[[ Provided records, beginning ]]
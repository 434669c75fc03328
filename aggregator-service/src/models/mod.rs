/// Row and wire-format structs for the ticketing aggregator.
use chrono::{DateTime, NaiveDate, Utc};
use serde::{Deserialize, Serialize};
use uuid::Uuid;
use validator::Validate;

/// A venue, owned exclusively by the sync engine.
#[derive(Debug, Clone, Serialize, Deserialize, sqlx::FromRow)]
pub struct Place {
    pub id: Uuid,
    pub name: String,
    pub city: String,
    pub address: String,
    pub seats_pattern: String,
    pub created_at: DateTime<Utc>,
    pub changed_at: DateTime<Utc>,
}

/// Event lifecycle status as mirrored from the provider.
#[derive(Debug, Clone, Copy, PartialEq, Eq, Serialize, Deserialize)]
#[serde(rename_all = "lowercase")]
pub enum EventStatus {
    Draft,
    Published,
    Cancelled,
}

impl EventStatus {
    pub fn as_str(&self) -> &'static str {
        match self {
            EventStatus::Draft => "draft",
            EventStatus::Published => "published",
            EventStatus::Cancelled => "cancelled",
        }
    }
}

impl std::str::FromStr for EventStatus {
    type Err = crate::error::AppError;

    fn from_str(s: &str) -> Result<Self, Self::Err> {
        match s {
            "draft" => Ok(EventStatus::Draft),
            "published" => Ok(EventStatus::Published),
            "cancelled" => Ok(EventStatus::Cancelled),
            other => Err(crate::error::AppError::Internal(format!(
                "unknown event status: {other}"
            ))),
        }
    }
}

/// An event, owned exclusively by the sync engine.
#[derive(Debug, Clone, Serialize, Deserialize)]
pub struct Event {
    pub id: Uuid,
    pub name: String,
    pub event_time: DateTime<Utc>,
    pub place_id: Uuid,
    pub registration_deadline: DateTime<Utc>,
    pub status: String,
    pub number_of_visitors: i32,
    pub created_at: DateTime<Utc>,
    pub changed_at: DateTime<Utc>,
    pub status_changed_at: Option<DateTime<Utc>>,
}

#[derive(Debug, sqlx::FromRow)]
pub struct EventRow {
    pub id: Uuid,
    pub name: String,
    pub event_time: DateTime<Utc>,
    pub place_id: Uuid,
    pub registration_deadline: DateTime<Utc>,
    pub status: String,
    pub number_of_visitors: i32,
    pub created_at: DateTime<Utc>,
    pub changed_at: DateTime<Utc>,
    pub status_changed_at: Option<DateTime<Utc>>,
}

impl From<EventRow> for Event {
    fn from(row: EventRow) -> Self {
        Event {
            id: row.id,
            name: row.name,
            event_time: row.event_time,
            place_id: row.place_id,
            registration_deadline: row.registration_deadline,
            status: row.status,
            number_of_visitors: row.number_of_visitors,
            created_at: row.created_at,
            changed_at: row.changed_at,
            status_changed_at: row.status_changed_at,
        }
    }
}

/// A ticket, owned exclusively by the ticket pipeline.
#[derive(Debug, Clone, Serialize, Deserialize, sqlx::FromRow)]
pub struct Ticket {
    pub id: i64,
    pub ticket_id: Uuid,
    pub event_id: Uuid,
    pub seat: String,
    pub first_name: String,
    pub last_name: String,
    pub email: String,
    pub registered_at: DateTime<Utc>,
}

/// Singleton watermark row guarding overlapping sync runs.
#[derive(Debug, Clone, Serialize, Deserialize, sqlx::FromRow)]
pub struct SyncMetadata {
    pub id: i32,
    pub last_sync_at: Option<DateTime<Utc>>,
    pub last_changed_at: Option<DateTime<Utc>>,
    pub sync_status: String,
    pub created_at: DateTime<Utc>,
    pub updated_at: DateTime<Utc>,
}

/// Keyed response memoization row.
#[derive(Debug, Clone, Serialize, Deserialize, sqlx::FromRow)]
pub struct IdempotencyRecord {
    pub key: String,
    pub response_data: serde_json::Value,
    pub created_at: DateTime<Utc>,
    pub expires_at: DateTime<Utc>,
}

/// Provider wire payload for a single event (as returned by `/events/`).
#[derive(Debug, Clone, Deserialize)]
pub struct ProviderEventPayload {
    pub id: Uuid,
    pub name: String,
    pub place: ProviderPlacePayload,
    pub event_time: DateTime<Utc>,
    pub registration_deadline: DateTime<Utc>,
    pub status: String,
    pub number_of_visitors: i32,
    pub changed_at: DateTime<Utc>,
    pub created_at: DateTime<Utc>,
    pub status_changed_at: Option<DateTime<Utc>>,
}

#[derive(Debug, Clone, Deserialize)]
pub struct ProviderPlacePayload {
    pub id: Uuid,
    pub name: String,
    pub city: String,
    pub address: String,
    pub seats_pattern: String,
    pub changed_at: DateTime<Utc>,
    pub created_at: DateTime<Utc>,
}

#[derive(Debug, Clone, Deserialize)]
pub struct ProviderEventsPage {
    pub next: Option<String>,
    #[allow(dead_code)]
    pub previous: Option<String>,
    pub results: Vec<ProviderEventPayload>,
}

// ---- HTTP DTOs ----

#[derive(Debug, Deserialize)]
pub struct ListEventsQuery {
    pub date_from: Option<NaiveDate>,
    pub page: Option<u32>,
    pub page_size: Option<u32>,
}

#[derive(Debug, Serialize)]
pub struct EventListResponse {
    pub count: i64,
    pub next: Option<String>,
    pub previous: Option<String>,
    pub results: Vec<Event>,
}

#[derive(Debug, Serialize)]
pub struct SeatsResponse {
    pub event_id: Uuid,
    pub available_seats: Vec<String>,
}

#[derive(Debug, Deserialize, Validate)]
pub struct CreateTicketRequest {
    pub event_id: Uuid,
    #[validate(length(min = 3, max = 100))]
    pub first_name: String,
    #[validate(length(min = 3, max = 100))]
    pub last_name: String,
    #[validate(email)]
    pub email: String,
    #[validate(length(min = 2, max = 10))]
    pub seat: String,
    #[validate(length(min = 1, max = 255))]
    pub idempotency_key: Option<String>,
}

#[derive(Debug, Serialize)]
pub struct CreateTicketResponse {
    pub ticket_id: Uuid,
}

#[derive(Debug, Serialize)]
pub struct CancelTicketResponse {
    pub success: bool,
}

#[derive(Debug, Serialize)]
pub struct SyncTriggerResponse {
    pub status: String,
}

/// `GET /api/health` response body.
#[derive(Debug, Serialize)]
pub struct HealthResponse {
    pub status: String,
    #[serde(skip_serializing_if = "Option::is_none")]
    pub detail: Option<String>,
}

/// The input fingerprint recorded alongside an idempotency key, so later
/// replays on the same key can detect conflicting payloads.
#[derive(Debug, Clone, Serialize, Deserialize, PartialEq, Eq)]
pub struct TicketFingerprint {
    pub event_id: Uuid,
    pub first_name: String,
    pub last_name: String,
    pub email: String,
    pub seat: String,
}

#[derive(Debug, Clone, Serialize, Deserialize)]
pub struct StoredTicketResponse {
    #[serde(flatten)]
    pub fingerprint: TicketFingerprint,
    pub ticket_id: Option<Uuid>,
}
[[ Provided records, end ]]
Work order: Of the lines above, copy each one that contains the word "impl".

Result of this task:
impl EventStatus {
impl std::str::FromStr for EventStatus {
impl From<EventRow> for Event {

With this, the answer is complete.